上次那个送机器的干部却说:“不太清楚。”

我抓一把成品放到鼻子下,想闻一闻,卡西连忙制止,严厉地说:“这个不好的!脏的!牛羊都不吃的!”

后来才明白为什么卡西说干酪素“脏”。原来,在制作的最后阶段,需要往脱脂牛奶中放入一种添加剂。那是一种奇怪的药水,每次只加一点点,就能使一大锅雪白的牛奶迅速沉淀出颗粒来。

我拧开装药水的塑料壶壶盖,想闻闻味道,妈妈和卡西一起大呼着制止。卡西比画着解释这个东西有毒,还说牛羊吃了都会死。

其实拧开盖子的一瞬间,我已经闻到了一股非常呛鼻的气味,跟农药或杀虫剂似的。

等牛奶分离成水和沉淀物后,将其倒入布袋,沥去清水,再将剩下的糊状沉淀物悬挂小半天。渐渐瓷实些了,就连袋子一起放到大石头上,压上另一块大石头。一直压到第二天早上,水分挤去得差不多了,从袋子里取出来便是结实的一大坨。妈妈将它在一块铁丝网上反复擦搓,就搓出了细碎的颗粒。再晾晒一两天,干透后便可拿去出售了。

那个前来送机器的干部后来也上门收了一次干酪素,可价格压得有些低了,一公斤十八块。
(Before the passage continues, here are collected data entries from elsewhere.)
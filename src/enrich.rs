//! Optional enrichment collaborator: named entities and noun phrases.
//!
//! Enrichment only decorates replies for downstream display — it never
//! drives branching. The collaborator is capability-checked: when the
//! backing model is missing or extraction fails, the result degrades to an
//! empty extraction instead of an error.

use serde::{Deserialize, Serialize};

/// A named entity found in an utterance.
#[derive(Debug, Clone, PartialEq, Eq, Serialize, Deserialize)]
pub struct Entity {
    /// The matched text span.
    pub text: String,
    /// Entity class (e.g. PERSON, ORG, DATE).
    pub label: String,
}

/// Entities and noun phrases extracted from one utterance.
#[derive(Debug, Clone, Default, PartialEq, Eq, Serialize, Deserialize)]
pub struct Extraction {
    pub entities: Vec<Entity>,
    pub noun_phrases: Vec<String>,
}

impl Extraction {
    /// The degraded result: no entities, no phrases.
    pub fn empty() -> Self {
        Self::default()
    }
}

/// Capability-checked enrichment collaborator.
pub trait Enricher: Send + Sync {
    /// Whether the collaborator can actually extract anything.
    fn available(&self) -> bool;

    /// Extract entities and noun phrases. Implementations must return
    /// `Extraction::empty()` on any internal failure rather than panic or
    /// error — unavailability is a degraded mode, not a fault.
    fn extract(&self, text: &str) -> Extraction;
}

/// The always-unavailable enricher. Used when no NLP backend is wired in.
#[derive(Debug, Clone, Copy, Default)]
pub struct NullEnricher;

impl Enricher for NullEnricher {
    fn available(&self) -> bool {
        false
    }

    fn extract(&self, _text: &str) -> Extraction {
        Extraction::empty()
    }
}

#[cfg(test)]
mod tests {
    use super::*;

    #[test]
    fn null_enricher_is_unavailable() {
        let enricher = NullEnricher;
        assert!(!enricher.available());
        assert_eq!(enricher.extract("my boss in london"), Extraction::empty());
    }

    #[test]
    fn extraction_default_is_empty() {
        let ex = Extraction::default();
        assert!(ex.entities.is_empty());
        assert!(ex.noun_phrases.is_empty());
    }
}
妈妈一个劲儿地恳求:“孩子,再加一块钱吧!行啦!再加一块钱……”那人丝毫不为所动。

付了钱,他把干酪素腾进自己带来的一只袋子里,拎着下山去了。妈妈站在门口目视他远去。干酪素到底被外面世界的人用来做什么呢?这经过我们而去的事物,这只知来处而不知去处的……妈妈会为之惘然吗?